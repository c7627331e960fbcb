//! # Framed request/response messaging over Unix domain sockets.
//!
//! ```text
//! MessageClient ──frame──► MessageServer (per-connection task)
//!                                │ Request { channel, body, reply }
//!                                ▼
//!                          supervisor inbox (mpsc)
//!                                │ request.respond(..)
//! MessageClient ◄──frame─────────┘
//! ```
//!
//! Frames are length-delimited UTF-8 strings. Each request frame gets exactly
//! one response frame; a connection may carry any number of exchanges.

use std::path::{Path, PathBuf};

use futures::{SinkExt, StreamExt};
use tokio::net::{UnixListener, UnixStream};
use tokio::sync::{mpsc, oneshot};
use tokio::task::JoinHandle;
use tokio_util::bytes::Bytes;
use tokio_util::codec::{Framed, LengthDelimitedCodec};
use tokio_util::sync::CancellationToken;
use tracing::{debug, warn};

use crate::error::IpcError;

/// Which socket a request arrived on.
#[derive(Clone, Copy, Debug, PartialEq, Eq)]
pub enum Channel {
    /// Configuration pushes from the configuration process.
    Config,
    /// Operator commands.
    Control,
}

impl Channel {
    /// Stable label for logs.
    pub fn as_label(&self) -> &'static str {
        match self {
            Channel::Config => "config",
            Channel::Control => "control",
        }
    }
}

/// One inbound message awaiting a response from the supervisor.
#[derive(Debug)]
pub struct Request {
    /// Socket it arrived on.
    pub channel: Channel,
    /// Message text.
    pub body: String,
    reply: oneshot::Sender<String>,
}

impl Request {
    /// Builds a request and the receiver its response will arrive on.
    pub fn new(channel: Channel, body: impl Into<String>) -> (Self, oneshot::Receiver<String>) {
        let (reply, rx) = oneshot::channel();
        (
            Self {
                channel,
                body: body.into(),
                reply,
            },
            rx,
        )
    }

    /// Sends the response back to the peer.
    pub fn respond(self, response: impl Into<String>) {
        let _ = self.reply.send(response.into());
    }
}

/// Listening side of one socket.
pub struct MessageServer {
    channel: Channel,
    path: PathBuf,
    listener: UnixListener,
}

impl MessageServer {
    /// Wraps an already bound listener.
    pub fn new(channel: Channel, path: PathBuf, listener: UnixListener) -> Self {
        Self {
            channel,
            path,
            listener,
        }
    }

    /// Socket path.
    pub fn path(&self) -> &Path {
        &self.path
    }

    /// Accepts connections until `token` is cancelled, forwarding every
    /// request into `inbox`. The socket file is removed when serving stops.
    pub fn serve(self, inbox: mpsc::Sender<Request>, token: CancellationToken) -> JoinHandle<()> {
        tokio::spawn(async move {
            let _guard = SocketFile(self.path.clone());
            loop {
                tokio::select! {
                    _ = token.cancelled() => break,
                    accepted = self.listener.accept() => match accepted {
                        Ok((stream, _)) => {
                            debug!(channel = self.channel.as_label(), "connection accepted");
                            tokio::spawn(connection(self.channel, stream, inbox.clone(), token.clone()));
                        }
                        Err(e) => warn!(channel = self.channel.as_label(), error = %e, "accept failed"),
                    },
                }
            }
        })
    }
}

async fn connection(
    channel: Channel,
    stream: UnixStream,
    inbox: mpsc::Sender<Request>,
    token: CancellationToken,
) {
    let mut framed = Framed::new(stream, LengthDelimitedCodec::new());
    loop {
        let frame = tokio::select! {
            _ = token.cancelled() => return,
            frame = framed.next() => frame,
        };
        let body = match frame {
            None => return,
            Some(Err(e)) => {
                debug!(channel = channel.as_label(), error = %e, "connection read failed");
                return;
            }
            Some(Ok(bytes)) => match String::from_utf8(bytes.to_vec()) {
                Ok(body) => body,
                Err(_) => {
                    warn!(channel = channel.as_label(), "dropping non UTF-8 message");
                    return;
                }
            },
        };

        let (request, reply) = Request::new(channel, body);
        if inbox.send(request).await.is_err() {
            return;
        }
        let Ok(response) = reply.await else {
            return;
        };
        if let Err(e) = framed.send(Bytes::from(response)).await {
            debug!(channel = channel.as_label(), error = %e, "connection write failed");
            return;
        }
    }
}

struct SocketFile(PathBuf);

impl Drop for SocketFile {
    fn drop(&mut self) {
        let _ = std::fs::remove_file(&self.0);
    }
}

/// Connecting side; reconnects lazily after a failure.
#[derive(Debug)]
pub struct MessageClient {
    path: PathBuf,
    framed: Option<Framed<UnixStream, LengthDelimitedCodec>>,
}

impl MessageClient {
    /// Client for the socket at `path` (not connected yet).
    pub fn new(path: impl Into<PathBuf>) -> Self {
        Self {
            path: path.into(),
            framed: None,
        }
    }

    /// Socket path.
    pub fn path(&self) -> &Path {
        &self.path
    }

    /// True if a connection is open.
    pub fn is_connected(&self) -> bool {
        self.framed.is_some()
    }

    /// Opens the connection if it is not open yet.
    pub async fn connect(&mut self) -> Result<(), IpcError> {
        if self.framed.is_none() {
            let stream = UnixStream::connect(&self.path)
                .await
                .map_err(|source| IpcError::Connect {
                    path: self.path.clone(),
                    source,
                })?;
            self.framed = Some(Framed::new(stream, LengthDelimitedCodec::new()));
        }
        Ok(())
    }

    /// Closes the connection.
    pub fn disconnect(&mut self) {
        self.framed = None;
    }

    /// Sends `message` and waits for the response. Any failure closes the connection.
    pub async fn request(&mut self, message: &str) -> Result<String, IpcError> {
        self.connect().await?;
        let result = self.exchange(message).await;
        if result.is_err() {
            self.disconnect();
        }
        result
    }

    async fn exchange(&mut self, message: &str) -> Result<String, IpcError> {
        let framed = self.framed.as_mut().ok_or(IpcError::Closed)?;
        framed.send(Bytes::from(message.to_owned())).await?;
        let frame = framed.next().await.ok_or(IpcError::Closed)??;
        String::from_utf8(frame.to_vec()).map_err(|_| IpcError::Encoding)
    }
}

#[cfg(test)]
mod tests {
    use super::*;
    use crate::ipc::socket::bind_in;

    async fn echo_server(channel: Channel) -> (tempfile::TempDir, PathBuf, CancellationToken) {
        let tmp = tempfile::tempdir().unwrap();
        let (path, listener) = bind_in("test", &[tmp.path().to_path_buf()]).unwrap();
        let (tx, mut rx) = mpsc::channel::<Request>(8);
        let token = CancellationToken::new();
        MessageServer::new(channel, path.clone(), listener).serve(tx, token.clone());
        tokio::spawn(async move {
            while let Some(req) = rx.recv().await {
                let body = format!("{}:{}", req.channel.as_label(), req.body);
                req.respond(body);
            }
        });
        (tmp, path, token)
    }

    #[tokio::test]
    async fn test_request_gets_exactly_one_response() {
        let (_tmp, path, token) = echo_server(Channel::Control).await;
        let mut client = MessageClient::new(&path);
        assert_eq!(client.request("status").await.unwrap(), "control:status");
        assert_eq!(client.request("help").await.unwrap(), "control:help");
        assert!(client.is_connected());
        token.cancel();
    }

    #[tokio::test]
    async fn test_large_payload_survives_framing() {
        let (_tmp, path, token) = echo_server(Channel::Config).await;
        let payload = "x".repeat(256 * 1024);
        let mut client = MessageClient::new(&path);
        let response = client.request(&payload).await.unwrap();
        assert_eq!(response.len(), "config:".len() + payload.len());
        token.cancel();
    }

    #[tokio::test]
    async fn test_connect_failure_is_reported() {
        let tmp = tempfile::tempdir().unwrap();
        let mut client = MessageClient::new(tmp.path().join("nobody"));
        let err = client.request("status").await.unwrap_err();
        assert_eq!(err.as_label(), "ipc_connect");
        assert!(!client.is_connected());
    }

    #[tokio::test]
    async fn test_dropped_reply_closes_connection() {
        let tmp = tempfile::tempdir().unwrap();
        let (path, listener) = bind_in("test", &[tmp.path().to_path_buf()]).unwrap();
        let (tx, mut rx) = mpsc::channel::<Request>(8);
        MessageServer::new(Channel::Config, path.clone(), listener).serve(tx, CancellationToken::new());
        tokio::spawn(async move {
            while let Some(req) = rx.recv().await {
                drop(req);
            }
        });
        let mut client = MessageClient::new(&path);
        let err = client.request("anything").await.unwrap_err();
        assert!(matches!(err, IpcError::Closed | IpcError::Io(_)));
        assert!(!client.is_connected());
    }
}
◆ ◆ ◆ ◆ ◆
__Directions__:
The word "cancelled" appears in some lines of the data. Copy every one of those lines.

__Exercise output__:
    /// Accepts connections until `token` is cancelled, forwarding every
                    _ = token.cancelled() => break,
            _ = token.cancelled() => return,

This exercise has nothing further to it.